Nearly 350 farmers from across eastern South Dakota attended a public forum on July 30 in Aberdeen to air concerns to top Natural Resource Conservation Service (NRCS) officials.
The forum, organized by South Dakota Farm Bureau, South Dakota Soybean Association (SDSA), South Dakota Corn Growers, and South Dakota Farmers Union, gave the farmers an opportunity to speak directly to Jeff Zimprich, State Conservationist for South Dakota NRCS, and Tom Christensen, Associate Chief of Operations for the national NRCS office, about their experiences with the wetland delineation process.
The agriculture groups organizing the meeting stated that the farmers they represent want a quality wetland delineation that is technically and procedurally correct, and done in a timely manner of less than 1 year from the date of the request.
“The number of people attending this forum speaks to the importance of finding a solution to the backlog and confusion over how wetland delineations are handled,” said Wayne Smith, Executive Director of the South Dakota Farm Bureau, which represents 14,000 farm, ranch, and rural families across the state. “These farmers are sincere in their desire to work with the NRCS, but they also want to be able to get information in a timely way and to know that that information is consistent and science-based.”
“The Wetland Issues Public Forum was a great opportunity for South Dakota farmers to voice their concerns about the wetland determinations process directly to NRCS officials,” said John Horter, SDSA President and farmer from Andover, SD. “We look forward to working with NRCS on finding ways to decrease the backlog through a timely and accurate process.”
Zimprich and Christensen were joined on the panel by Lynn Tjeerdsma, Senior Policy Analyst for U.S. Senator John Thune, and Rick Vallery, Field Representative for U.S. Representative Kristi Noem.

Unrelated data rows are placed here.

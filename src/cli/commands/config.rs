//! Config command - show or edit configuration

use crate::cli::args::{ConfigAction, ConfigArgs};
use crate::config::{Config, ConfigManager};
use crate::error::{DocError, DocResult};
use crate::ui::{self, UiContext};
use std::path::PathBuf;

/// Keys accepted by `config set`
const VALID_KEYS: &[&str] = &[
    "general.log_format",
    "source.api_url",
    "source.owner",
    "source.timeout_secs",
    "source.catalog_ttl_secs",
    "source.latest_ttl_secs",
    "source.max_pages",
    "build.docs_root",
    "build.work_dir",
    "build.base_url",
    "build.shared_folder",
    "build.command",
    "build.timeout_secs",
];

/// Execute the config command
pub async fn execute(args: ConfigArgs, manager: &ConfigManager, config: &Config) -> DocResult<()> {
    match args.action {
        None | Some(ConfigAction::Show) => show_config(config)?,
        Some(ConfigAction::Path) => println!("{}", manager.path().display()),
        Some(ConfigAction::Init { force }) => init_config(manager, force).await?,
        Some(ConfigAction::Set { key, value }) => {
            let mut config = config.clone();
            set_value(&mut config, &key, &value)?;
            manager.save(&config).await?;

            let ctx = UiContext::detect();
            ui::step_ok(&ctx, &format!("Set {} = {}", key, value));
        }
    }

    Ok(())
}

fn show_config(config: &Config) -> DocResult<()> {
    println!("{}", toml::to_string_pretty(config)?);
    Ok(())
}

async fn init_config(manager: &ConfigManager, force: bool) -> DocResult<()> {
    let ctx = UiContext::detect();
    let path = manager.path();

    if path.exists() && !force {
        ui::step_warn_hint(
            &ctx,
            &format!("Config already exists at {}", path.display()),
            "Use --force to overwrite",
        );
        return Ok(());
    }

    manager.save(&Config::default()).await?;
    ui::step_ok(
        &ctx,
        &format!("Configuration initialized at {}", path.display()),
    );

    Ok(())
}

/// Apply a dot-separated `key` to `config`
fn set_value(config: &mut Config, key: &str, value: &str) -> DocResult<()> {
    let parts: Vec<&str> = key.split('.').collect();

    match parts.as_slice() {
        ["general", "log_format"] => match value {
            "text" | "json" => config.general.log_format = value.to_string(),
            _ => {
                return Err(DocError::User(format!(
                    "Invalid log format: {}. Use text/json",
                    value
                )))
            }
        },

        ["source", "api_url"] => config.source.api_url = value.to_string(),
        ["source", "owner"] => config.source.owner = value.to_string(),
        ["source", "timeout_secs"] => config.source.timeout_secs = parse_positive(value)?,
        ["source", "catalog_ttl_secs"] => config.source.catalog_ttl_secs = parse_u64(value)?,
        ["source", "latest_ttl_secs"] => config.source.latest_ttl_secs = parse_u64(value)?,
        ["source", "max_pages"] => {
            config.source.max_pages = usize::try_from(parse_positive(value)?)
                .map_err(|_| DocError::User(format!("Invalid number: {}", value)))?
        }

        ["build", "docs_root"] => config.build.docs_root = PathBuf::from(value),
        ["build", "work_dir"] => config.build.work_dir = PathBuf::from(value),
        ["build", "base_url"] => config.build.base_url = value.to_string(),
        ["build", "shared_folder"] => config.build.shared_folder = PathBuf::from(value),
        ["build", "command"] => {
            let command: Vec<String> = value.split_whitespace().map(str::to_string).collect();
            if command.is_empty() {
                return Err(DocError::User("build.command cannot be empty".to_string()));
            }
            config.build.command = command;
        }
        ["build", "timeout_secs"] => config.build.timeout_secs = parse_positive(value)?,

        _ => {
            return Err(DocError::User(format!(
                "Unknown config key: {}. Valid keys: {}",
                key,
                VALID_KEYS.join(", ")
            )))
        }
    }

    Ok(())
}

fn parse_u64(value: &str) -> DocResult<u64> {
    value
        .parse()
        .map_err(|_| DocError::User(format!("Invalid number: {}", value)))
}

/// Like [`parse_u64`] but zero is rejected
fn parse_positive(value: &str) -> DocResult<u64> {
    match parse_u64(value)? {
        0 => Err(DocError::User(format!("{} must be greater than zero", value))),
        n => Ok(n),
    }
}

#[cfg(test)]
mod tests {
    use super::*;

    #[test]
    fn set_known_keys() {
        let mut config = Config::default();
        set_value(&mut config, "source.owner", "acme").unwrap();
        set_value(&mut config, "source.latest_ttl_secs", "0").unwrap();
        set_value(&mut config, "build.command", "make docs").unwrap();
        set_value(&mut config, "general.log_format", "json").unwrap();

        assert_eq!(config.source.owner, "acme");
        assert_eq!(config.source.latest_ttl_secs, 0);
        assert_eq!(config.build.command, vec!["make", "docs"]);
        assert_eq!(config.general.log_format, "json");
    }

    #[test]
    fn set_rejects_unknown_key() {
        let mut config = Config::default();
        let err = set_value(&mut config, "vm.name", "x").unwrap_err();
        assert!(err.to_string().contains("Unknown config key"));
    }

    #[test]
    fn set_rejects_bad_values() {
        let mut config = Config::default();
        assert!(set_value(&mut config, "build.timeout_secs", "0").is_err());
        assert!(set_value(&mut config, "source.timeout_secs", "soon").is_err());
        assert!(set_value(&mut config, "general.log_format", "xml").is_err());
        assert!(set_value(&mut config, "build.command", "   ").is_err());
    }

    #[test]
    fn every_valid_key_is_settable() {
        for key in VALID_KEYS {
            let mut config = Config::default();
            let value = match *key {
                "general.log_format" => "json",
                k if k.ends_with("_secs") || k.ends_with("max_pages") => "5",
                _ => "x",
            };
            set_value(&mut config, key, value).unwrap();
        }
    }
}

The NRCS officials fielded questions from the audience for three hours.
Many questions revolved around the backlog of wetland delineations, with reports of 1- to 2-year wait times not uncommon. However, once the farmer does receive the wetland delineation, he or she has only 30 days to take action if an appeal is desired. This was a point of contention, as 30 days is a relatively short length of time, especially if it occurs during a farmer’s peak season like planting or harvest. The audience pressed NRCS to find solutions to the deep backlog of requests.

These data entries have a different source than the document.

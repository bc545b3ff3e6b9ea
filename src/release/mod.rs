//! Release sources
//!
//! A release source lists the published releases of a project and where to
//! fetch each release's source archive:
//! - [`GithubSource`]: GitHub REST API
//! - [`MemorySource`]: in-memory, for tests and offline setups

mod github;
mod memory;

pub use github::GithubSource;
pub use memory::MemorySource;

use crate::error::DocResult;
use crate::version::VersionTag;
use async_trait::async_trait;
use chrono::{DateTime, Utc};

/// A published, immutable release
#[derive(Debug, Clone, PartialEq, Eq)]
pub struct Release {
    /// Parsed tag
    pub tag: VersionTag,

    /// Where to download the release's source archive
    pub source_location: String,

    /// Publication time, when the source reports one
    pub published_at: Option<DateTime<Utc>>,
}

impl Release {
    /// Create a release from a raw tag and source location
    pub fn new(tag: &str, source_location: impl Into<String>) -> Self {
        Self {
            tag: VersionTag::parse(tag),
            source_location: source_location.into(),
            published_at: None,
        }
    }

    /// Attach a publication time
    pub fn with_published_at(mut self, published_at: DateTime<Utc>) -> Self {
        self.published_at = Some(published_at);
        self
    }
}

/// Upstream listing of releases
///
/// Implementations must not cache; caching belongs to
/// [`ReleaseCatalog`](crate::catalog::ReleaseCatalog).
#[async_trait]
pub trait ReleaseSource: Send + Sync {
    /// List all releases of a project, in any order.
    ///
    /// An unknown project yields an empty list. Fails with
    /// `SourceUnavailable` when the upstream cannot be reached.
    async fn list_releases(&self, project: &str) -> DocResult<Vec<Release>>;

    /// Fetch a single release by its exact tag.
    ///
    /// Fails with `ReleaseNotFound` when no such release exists.
    async fn get_release(&self, project: &str, tag: &str) -> DocResult<Release>;

    /// Human-readable source name for logs
    fn source_name(&self) -> &'static str;
}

NRCS’ Zimprich agreed that the backlog is a problem. “It is not at a point where we want it to be. We want it to be one year or less,” Zimprich stated.

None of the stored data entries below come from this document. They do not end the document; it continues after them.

//! CLI argument definitions using clap derive

use clap::{ArgAction, Parser, Subcommand, ValueEnum};
use std::path::PathBuf;

/// docsrv - Versioned documentation builder
///
/// Resolves project releases from GitHub, builds their documentation once
/// per version and serves the result from a local docs root.
#[derive(Parser, Debug)]
#[command(name = "docsrv")]
#[command(author, version, about, long_about = None)]
#[command(propagate_version = true)]
pub struct Cli {
    /// Subcommand to execute
    #[command(subcommand)]
    pub command: Commands,

    /// Increase verbosity (-v info, -vv debug)
    #[arg(short, long, global = true, action = ArgAction::Count)]
    pub verbose: u8,

    /// Configuration file path
    #[arg(short, long, global = true, env = "DOCSRV_CONFIG")]
    pub config: Option<PathBuf>,
}

/// Available commands
#[derive(Subcommand, Debug)]
pub enum Commands {
    /// Resolve a project version to built documentation, building if needed
    Resolve(ResolveArgs),

    /// List a project's releases
    Releases(ReleasesArgs),

    /// Show or edit configuration
    Config(ConfigArgs),
}

/// Arguments for the resolve command
#[derive(Parser, Debug)]
pub struct ResolveArgs {
    /// Project name (repository under source.owner)
    pub project: String,

    /// Release tag, or "latest"
    #[arg(value_name = "VERSION", default_value = "latest")]
    pub tag: String,

    /// Output format
    #[arg(short, long, default_value = "table")]
    pub format: OutputFormat,
}

/// Arguments for the releases command
#[derive(Parser, Debug)]
pub struct ReleasesArgs {
    /// Project name (repository under source.owner)
    pub project: String,

    /// Bypass the cached listing and ask the release source again
    #[arg(long)]
    pub refresh: bool,

    /// Output format
    #[arg(short, long, default_value = "table")]
    pub format: OutputFormat,
}

/// Arguments for the config command
#[derive(Parser, Debug)]
pub struct ConfigArgs {
    /// Subcommand for config
    #[command(subcommand)]
    pub action: Option<ConfigAction>,
}

/// Config subcommands
#[derive(Subcommand, Debug)]
pub enum ConfigAction {
    /// Show current configuration
    Show,

    /// Show configuration file path
    Path,

    /// Initialize default configuration
    Init {
        /// Overwrite existing configuration
        #[arg(short, long)]
        force: bool,
    },

    /// Set a configuration value
    Set {
        /// Configuration key (e.g., source.owner)
        key: String,
        /// Value to set
        value: String,
    },
}

/// Output format for listing and resolve commands
#[derive(Debug, Clone, Copy, ValueEnum)]
pub enum OutputFormat {
    /// Human-readable table
    Table,
    /// JSON output
    Json,
    /// Simple text (one per line)
    Plain,
}
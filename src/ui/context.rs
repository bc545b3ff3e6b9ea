//! UI context for detecting interactive vs CI environments

use std::io::IsTerminal;

/// UI context that determines output behavior
#[derive(Debug, Clone)]
pub struct UiContext {
    /// Whether running in an interactive terminal
    interactive: bool,
}

impl UiContext {
    /// Detect the current environment
    pub fn detect() -> Self {
        Self {
            interactive: Self::detect_interactive(),
        }
    }

    /// Create a non-interactive context (for testing or explicit CI mode)
    pub fn non_interactive() -> Self {
        Self { interactive: false }
    }

    /// Check if we're in an interactive terminal
    pub fn is_interactive(&self) -> bool {
        self.interactive
    }

    /// Check if we should use fancy output (spinners, colors)
    pub fn use_fancy_output(&self) -> bool {
        self.interactive
    }

    /// Detect if running in an interactive environment
    fn detect_interactive() -> bool {
        // Spinners draw on stderr, results go to stdout
        if !std::io::stdout().is_terminal() || !std::io::stderr().is_terminal() {
            return false;
        }

        if std::env::var("CI").is_ok() {
            return false;
        }

        // Common CI environment indicators
        let ci_vars = [
            "GITHUB_ACTIONS",
            "GITLAB_CI",
            "CIRCLECI",
            "TRAVIS",
            "JENKINS_URL",
            "BUILDKITE",
            "TEAMCITY_VERSION",
            "TF_BUILD",
        ];

        !ci_vars.iter().any(|var| std::env::var(var).is_ok())
    }
}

Adding to the backlog is the NRCS policy that every wetland delineation request submitted by a consultant on behalf of a landowner be spot-checked. The consultants are soil scientists, many of whom are former NRCS employees, hired by landowners to complete the technical data-gathering work for the delineation requests.
“We do believe there could come a time where we would move away from a 100 percent review [of the work done by the consultants],” Zimprich stated.
“The use of consultants is an interesting question for us as an agency,” NRCS’ Christensen said. “South Dakota is a pilot in this regard.”
One question from the audience addressed NRCS’ relationship with Ducks Unlimited, the farmer asking if it was true that Ducks Unlimited has representatives working in NRCS offices. Zimprich stated that, yes, NRCS does have Ducks Unlimited employees in some of its offices, but they do not work directly with the wetlands delineation process. He said it is a cooperative arrangement, similar to what NRCS has with different local conservation districts and Pheasants Forever.
The issue of on-site versus off-site evaluations was brought up several times. Many farmers reported hiring consultants to come out and do on-site evaluations including soil sampling, but the subsequent NRCS spot-check of that work – which is most often done using only off-site methods like review of slides and aerial photos – would identify vastly more areas as wetlands than did the on-site methods. The farmers and the consultants in the audience wanted to see more reliance on soil science and actual site visits, rather than remote-sensing off-site methods, to accurately identify true wetlands instead of giving false-positives.
At the conclusion of the meeting, Zimprich stated, “I am committed to making this process work better. It is a difficult issue, and I do understand a lot of the difficulties you’ve gone through.”
“We know we’ve got some opportunity for improvement,” Christensen stated in closing.